周怀恩 孙爱华 岳波,3 王宝东,4 范静平 林顺涨 邓月 杨毓梅

1 第二军医大学长征医院耳鼻咽喉科(上海 200003)； 2 浙江省中西医结合医院； 3 第四军医大学西京医院； 4 济南军区总医院

蛋白质组学(proteomics) 是从整体水平上研究细胞、组织或有机体蛋白质组的一门新兴学科，已成为后基因组时代生命科学研究的核心内容之一。近年来，蛋白质组学技术在内耳疾病研究领域中的应用亦不断取得新进展。Robertson等[1]应用蛋白质组学方法，发现cochlin是大鼠和人耳蜗中最丰富的蛋白质。Ikezono等[2]用双向电泳技术研究发现，牛的人Coch基因同系物具有独特性质，是导致遗传性聋的一个重要原因。此外，蛋白质组和基因组技术已成功应用于毛细胞再生的体外模型研究[3]。

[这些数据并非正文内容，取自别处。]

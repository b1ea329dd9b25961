//! CSV text codec and the column layouts of the four importable entities
//!
//! Parsing keeps a header-keyed map per data row. Rows whose field count does
//! not match the header are dropped, the same as a spreadsheet export with a
//! stray trailing line. Writing quotes a field only when it holds a comma, a
//! double quote or a line break.

use std::collections::HashMap;

use csv::{QuoteStyle, ReaderBuilder, Terminator, Trim, WriterBuilder};
use rust_decimal::Decimal;
use serde::{Deserialize, Serialize};
use thiserror::Error;

#[derive(Debug, Error)]
pub enum CsvError {
    #[error("CSV parse error: {0}")]
    Parse(#[from] csv::Error),

    #[error("CSV write error: {0}")]
    Write(String),

    #[error("Unknown CSV entity: {0}")]
    UnknownEntity(String),
}

/// One data row keyed by header name
#[derive(Debug, Clone, PartialEq, Eq)]
pub struct CsvRow {
    /// Line number as a spreadsheet shows it; the first data row is 2
    pub number: usize,
    values: HashMap<String, String>,
}

impl CsvRow {
    pub fn new(number: usize, values: HashMap<String, String>) -> Self {
        Self { number, values }
    }

    /// First non-empty value among the column aliases, in the order given
    pub fn get(&self, aliases: &[&str]) -> Option<&str> {
        aliases
            .iter()
            .filter_map(|alias| self.values.get(*alias))
            .map(String::as_str)
            .find(|value| !value.is_empty())
    }

    /// Text value, empty when absent
    pub fn text(&self, aliases: &[&str]) -> String {
        self.get(aliases).unwrap_or_default().to_string()
    }

    /// Text value with a fallback for absent or empty columns
    pub fn text_or(&self, aliases: &[&str], default: &str) -> String {
        self.get(aliases).unwrap_or(default).to_string()
    }

    /// Decimal number, `0` when absent or unparseable
    pub fn number(&self, aliases: &[&str]) -> f64 {
        self.get(aliases)
            .and_then(|value| value.replace(',', "").parse::<f64>().ok())
            .filter(|value| value.is_finite())
            .unwrap_or(0.0)
    }

    /// Whole count, truncated toward zero and never negative
    pub fn count(&self, aliases: &[&str]) -> u32 {
        let value = self.number(aliases).trunc();
        if value <= 0.0 {
            0
        } else if value >= f64::from(u32::MAX) {
            u32::MAX
        } else {
            value as u32
        }
    }

    /// Money amount, `0` when absent or unparseable
    pub fn money(&self, aliases: &[&str]) -> Decimal {
        self.get(aliases)
            .and_then(|value| value.replace(',', "").parse::<Decimal>().ok())
            .unwrap_or(Decimal::ZERO)
    }

    pub fn is_present(&self, aliases: &[&str]) -> bool {
        self.get(aliases).is_some()
    }
}

/// Parse CSV text into header-keyed rows
pub fn parse_csv(text: &str) -> Result<Vec<CsvRow>, CsvError> {
    let text = text.trim_start_matches('\u{feff}');
    let mut reader = ReaderBuilder::new()
        .flexible(true)
        .trim(Trim::All)
        .from_reader(text.as_bytes());

    let headers = reader.headers()?.clone();
    let mut rows = Vec::new();
    for record in reader.records() {
        let record = record?;
        if record.len() != headers.len() {
            continue;
        }
        let values = headers
            .iter()
            .zip(record.iter())
            .map(|(header, value)| (header.to_string(), value.to_string()))
            .collect();
        rows.push(CsvRow::new(rows.len() + 2, values));
    }
    Ok(rows)
}

/// Serialise rows under a header line
///
/// No rows gives an empty string. Lines are joined with `\n` and there is no
/// trailing line break.
pub fn to_csv<R, F>(headers: &[&str], rows: R) -> Result<String, CsvError>
where
    R: IntoIterator<Item = Vec<F>>,
    F: AsRef<[u8]>,
{
    let mut rows = rows.into_iter().peekable();
    if rows.peek().is_none() {
        return Ok(String::new());
    }

    let mut writer = WriterBuilder::new()
        .quote_style(QuoteStyle::Necessary)
        .terminator(Terminator::Any(b'\n'))
        .from_writer(Vec::new());
    writer.write_record(headers)?;
    for row in rows {
        writer.write_record(row)?;
    }

    let bytes = writer
        .into_inner()
        .map_err(|e| CsvError::Write(e.to_string()))?;
    let mut text = String::from_utf8(bytes).map_err(|e| CsvError::Write(e.to_string()))?;
    if text.ends_with('\n') {
        text.pop();
    }
    Ok(text)
}

/// Column aliases; the spreadsheet header comes first, then the record field name
pub mod columns {
    pub const DATE: &[&str] = &["Date", "date"];
    pub const CYCLE: &[&str] = &["Cycle", "cycleId"];
    pub const CAGE: &[&str] = &["Cage", "cageId"];
    pub const NOTES: &[&str] = &["Notes", "notes"];
    pub const PAYMENT_METHOD: &[&str] = &["Payment_Method", "paymentMethod"];

    pub const FLOCK_AGE: &[&str] = &["Flock_Age_Days", "flockAgeDays", "flockAge"];
    pub const OPENING_BIRDS: &[&str] = &["Opening_Birds", "openingBirds"];
    pub const MORTALITY: &[&str] = &["Mortality", "mortality"];
    pub const BIRDS_SOLD: &[&str] = &["Birds_Sold", "birdsSold"];
    pub const EGGS_PRODUCED: &[&str] = &["Eggs_Produced", "eggsProduced"];
    pub const EGGS_TRAYS: &[&str] = &["Eggs_Trays", "eggsTrays"];
    pub const CLOSING_BIRDS: &[&str] = &["Closing_Birds", "closingBirds"];
    pub const CURRENT_FEED: &[&str] = &["Current_Feed_Kg", "currentFeed"];

    pub const SALE_TYPE: &[&str] = &["Sale_Type", "saleType"];
    pub const CUSTOMER: &[&str] = &["Customer", "customer"];
    pub const CRATES: &[&str] = &["Crates", "crates"];
    pub const PRICE_PER_CRATE: &[&str] = &["Price_Per_Crate", "pricePerCrate"];
    pub const BIRD_QUANTITY: &[&str] = &["Bird_Quantity", "birdQuantity"];
    pub const PRICE_PER_BIRD: &[&str] = &["Price_Per_Bird", "pricePerBird"];
    pub const WEIGHT_KG: &[&str] = &["Weight_Kg", "weight"];
    pub const TOTAL_AMOUNT: &[&str] = &["Total_Amount", "amount"];

    pub const CATEGORY: &[&str] = &["Category", "category"];
    pub const DESCRIPTION: &[&str] = &["Description", "description"];
    pub const AMOUNT: &[&str] = &["Amount", "amount"];

    pub const FEED_CONSUMED: &[&str] = &["Feed_Consumed_Kg", "feedConsumed", "amount"];
    pub const FEED_COST: &[&str] = &["Feed_Cost", "feedCost", "cost"];
}

/// Entities that travel as CSV
#[derive(Debug, Clone, Copy, PartialEq, Eq, Hash, Serialize, Deserialize)]
#[serde(rename_all = "kebab-case")]
pub enum EntityKind {
    ProductionLogs,
    Sales,
    Expenses,
    FeedLogs,
}

impl EntityKind {
    pub const ALL: [EntityKind; 4] = [
        EntityKind::ProductionLogs,
        EntityKind::Sales,
        EntityKind::Expenses,
        EntityKind::FeedLogs,
    ];

    /// Header row, in export order
    pub fn headers(&self) -> &'static [&'static str] {
        match self {
            EntityKind::ProductionLogs => &[
                "Date",
                "Cycle",
                "Cage",
                "Flock_Age_Days",
                "Opening_Birds",
                "Mortality",
                "Birds_Sold",
                "Eggs_Produced",
                "Closing_Birds",
                "Production_Percentage",
                "Notes",
            ],
            EntityKind::Sales => &[
                "Date",
                "Cycle",
                "Sale_Type",
                "Customer",
                "Crates",
                "Price_Per_Crate",
                "Bird_Quantity",
                "Price_Per_Bird",
                "Weight_Kg",
                "Total_Amount",
                "Payment_Method",
                "Notes",
            ],
            EntityKind::Expenses => &[
                "Date",
                "Cycle",
                "Category",
                "Description",
                "Amount",
                "Payment_Method",
                "Notes",
            ],
            EntityKind::FeedLogs => &["Date", "Cycle", "Feed_Consumed_Kg", "Feed_Cost", "Notes"],
        }
    }

    fn sample_row(&self) -> &'static [&'static str] {
        match self {
            EntityKind::ProductionLogs => &[
                "2025-07-21",
                "Cycle 1",
                "Cage A1",
                "150",
                "100",
                "1",
                "0",
                "85",
                "99",
                "85.0",
                "Normal production day",
            ],
            EntityKind::Sales => &[
                "2025-07-21",
                "Cycle 1",
                "egg",
                "Local Market",
                "10",
                "40.00",
                "",
                "",
                "",
                "400.00",
                "cash",
                "Weekly egg sale",
            ],
            EntityKind::Expenses => &[
                "2025-07-21",
                "Cycle 1",
                "feed",
                "Layer feed 50kg",
                "150.00",
                "cash",
                "Weekly feed purchase",
            ],
            EntityKind::FeedLogs => &["2025-07-21", "Cycle 1", "25.5", "85.00", "Daily feed consumption"],
        }
    }

    /// Import template: header line and one sample row
    pub fn template(&self) -> String {
        format!("{}\n{}", self.headers().join(","), self.sample_row().join(","))
    }

    /// File name stem used by exports and templates
    pub fn file_stem(&self) -> &'static str {
        match self {
            EntityKind::ProductionLogs => "production-logs",
            EntityKind::Sales => "sales",
            EntityKind::Expenses => "expenses",
            EntityKind::FeedLogs => "feed-logs",
        }
    }
}

impl std::fmt::Display for EntityKind {
    fn fmt(&self, f: &mut std::fmt::Formatter<'_>) -> std::fmt::Result {
        write!(f, "{}", self.file_stem())
    }
}

impl std::str::FromStr for EntityKind {
    type Err = CsvError;

    fn from_str(s: &str) -> Result<Self, Self::Err> {
        match s.trim().to_lowercase().replace('_', "-").as_str() {
            "production" | "production-logs" | "productionlogs" => Ok(EntityKind::ProductionLogs),
            "sales" | "sale" => Ok(EntityKind::Sales),
            "expenses" | "expense" => Ok(EntityKind::Expenses),
            "feed" | "feed-logs" | "feedlogs" => Ok(EntityKind::FeedLogs),
            _ => Err(CsvError::UnknownEntity(s.to_string())),
        }
    }
}

#[cfg(test)]
mod tests {
    use super::*;
    use proptest::prelude::*;

    #[test]
    fn test_quoted_comma_is_one_field() {
        let rows = parse_csv("Customer,Amount\n\"Smith, John\",400").unwrap();
        assert_eq!(rows.len(), 1);
        assert_eq!(rows[0].get(&["Customer"]), Some("Smith, John"));
        assert_eq!(rows[0].get(&["Amount"]), Some("400"));
    }

    #[test]
    fn test_escaped_quotes_and_newlines() {
        let text = "Notes,Cage\n\"He said \"\"hi\"\"\",A1\n\"two\nlines\",A2";
        let rows = parse_csv(text).unwrap();
        assert_eq!(rows.len(), 2);
        assert_eq!(rows[0].text(columns::NOTES), "He said \"hi\"");
        assert_eq!(rows[1].text(columns::NOTES), "two\nlines");
        assert_eq!(rows[1].number, 3);
    }

    #[test]
    fn test_mismatched_rows_are_dropped() {
        let rows = parse_csv("Date,Cycle\n2025-07-21,Cycle 1\n2025-07-22\n2025-07-23,Cycle 1,extra\n2025-07-24,Cycle 2").unwrap();
        assert_eq!(rows.len(), 2);
        assert_eq!(rows[1].text(columns::CYCLE), "Cycle 2");
        // Numbered over kept rows
        assert_eq!(rows[1].number, 3);
    }

    #[test]
    fn test_header_only() {
        assert!(parse_csv("Date,Cycle\n").unwrap().is_empty());
        assert!(parse_csv("").unwrap().is_empty());
    }

    #[test]
    fn test_alias_order_and_defaults() {
        let rows = parse_csv("Opening_Birds,openingBirds,Mortality,Crates\n,120,abc,-3.7").unwrap();
        let row = &rows[0];
        // Empty human column falls through to the machine key
        assert_eq!(row.count(columns::OPENING_BIRDS), 120);
        assert_eq!(row.count(columns::MORTALITY), 0);
        assert_eq!(row.count(columns::CRATES), 0);
        assert_eq!(row.number(columns::CRATES), -3.7);
        assert_eq!(row.text_or(columns::PAYMENT_METHOD, "cash"), "cash");
    }

    #[test]
    fn test_to_csv_quoting() {
        let text = to_csv(
            &["Customer", "Notes"],
            vec![vec!["Smith, John", "said \"ok\""], vec!["Plain", "two\nlines"]],
        )
        .unwrap();
        assert_eq!(
            text,
            "Customer,Notes\n\"Smith, John\",\"said \"\"ok\"\"\"\nPlain,\"two\nlines\""
        );
    }

    #[test]
    fn test_to_csv_empty() {
        assert_eq!(to_csv(&["Date"], Vec::<Vec<String>>::new()).unwrap(), "");
    }

    #[test]
    fn test_templates_parse_back() {
        for kind in EntityKind::ALL {
            let rows = parse_csv(&kind.template()).unwrap();
            assert_eq!(rows.len(), 1, "{kind}");
            assert_eq!(rows[0].text(columns::DATE), "2025-07-21");
            assert_eq!(rows[0].text(columns::CYCLE), "Cycle 1");
        }
    }

    #[test]
    fn test_entity_kind_parse() {
        assert_eq!("production".parse::<EntityKind>().unwrap(), EntityKind::ProductionLogs);
        assert_eq!("feed_logs".parse::<EntityKind>().unwrap(), EntityKind::FeedLogs);
        assert!("cages".parse::<EntityKind>().is_err());
    }

    proptest! {
        #[test]
        fn prop_round_trip_plain_fields(
            rows in prop::collection::vec(prop::collection::vec("[A-Za-z0-9._-]{1,12}", 3), 1..20)
        ) {
            let headers = ["first", "second", "third"];
            let text = to_csv(&headers, rows.clone()).unwrap();
            let parsed = parse_csv(&text).unwrap();

            prop_assert_eq!(parsed.len(), rows.len());
            for (row, original) in parsed.iter().zip(rows.iter()) {
                for (header, value) in headers.iter().zip(original.iter()) {
                    prop_assert_eq!(row.get(&[*header]), Some(value.as_str()));
                }
            }
        }

        #[test]
        fn prop_round_trip_special_fields(
            values in prop::collection::vec("[a-z]{1,6}[,\"\n][a-z]{1,6}", 1..10)
        ) {
            let rows: Vec<Vec<String>> = values.iter().map(|v| vec![v.clone(), "x".to_string()]).collect();
            let text = to_csv(&["value", "tail"], rows).unwrap();
            let parsed = parse_csv(&text).unwrap();

            prop_assert_eq!(parsed.len(), values.len());
            for (row, value) in parsed.iter().zip(values.iter()) {
                prop_assert_eq!(row.get(&["value"]), Some(value.as_str()));
            }
        }
    }
}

本课题基于前期对强化铁营养影响缺铁大鼠听毛细胞基因表达谱的研究成果，应用Shotgun蛋白质组学技术进一步深入探讨强化铁营养对铁缺乏诱发感音神经性聋大鼠耳蜗膜性组织肌动蛋白(actin)、肌球蛋白(myosin)、结蛋白(desmin)和热休克蛋白(heat shock protein, HSP)表达的影响。

1 材料与方法

1.1 主要仪器及试剂 Z-800原子吸收光谱仪；S-520型电子显微镜(日本日立公司)；Mini VE Vertical(GE Amersham) ；UMax Powerlook 2110XL(GE Amersham)；SDS-PAGE: Hofer SE 600(GE Amersham)；scanner: Bio-Rad GS710 scanner(Bio-Rad)；LTQ(Thermo Finnigan, San Jose, CA)；冻干机；超滤管；超声机(上海科导超声仪器有限公司SK7200H )；冷冻离心机(BECKMAN COULTERAllegra X-22R Series Centrifuges )；Mettler Toledo AL104天平；色谱柱：C18柱(15cm×150um，CTI，CA)；Trap柱(Zorbax 300SB-C18 peptide traps，Agilent Technologies, Wilmington, DE)；硫酸亚铁(北京化学试剂三厂)；1%戊巴比妥钠(第二军医大学药理教研室提供)。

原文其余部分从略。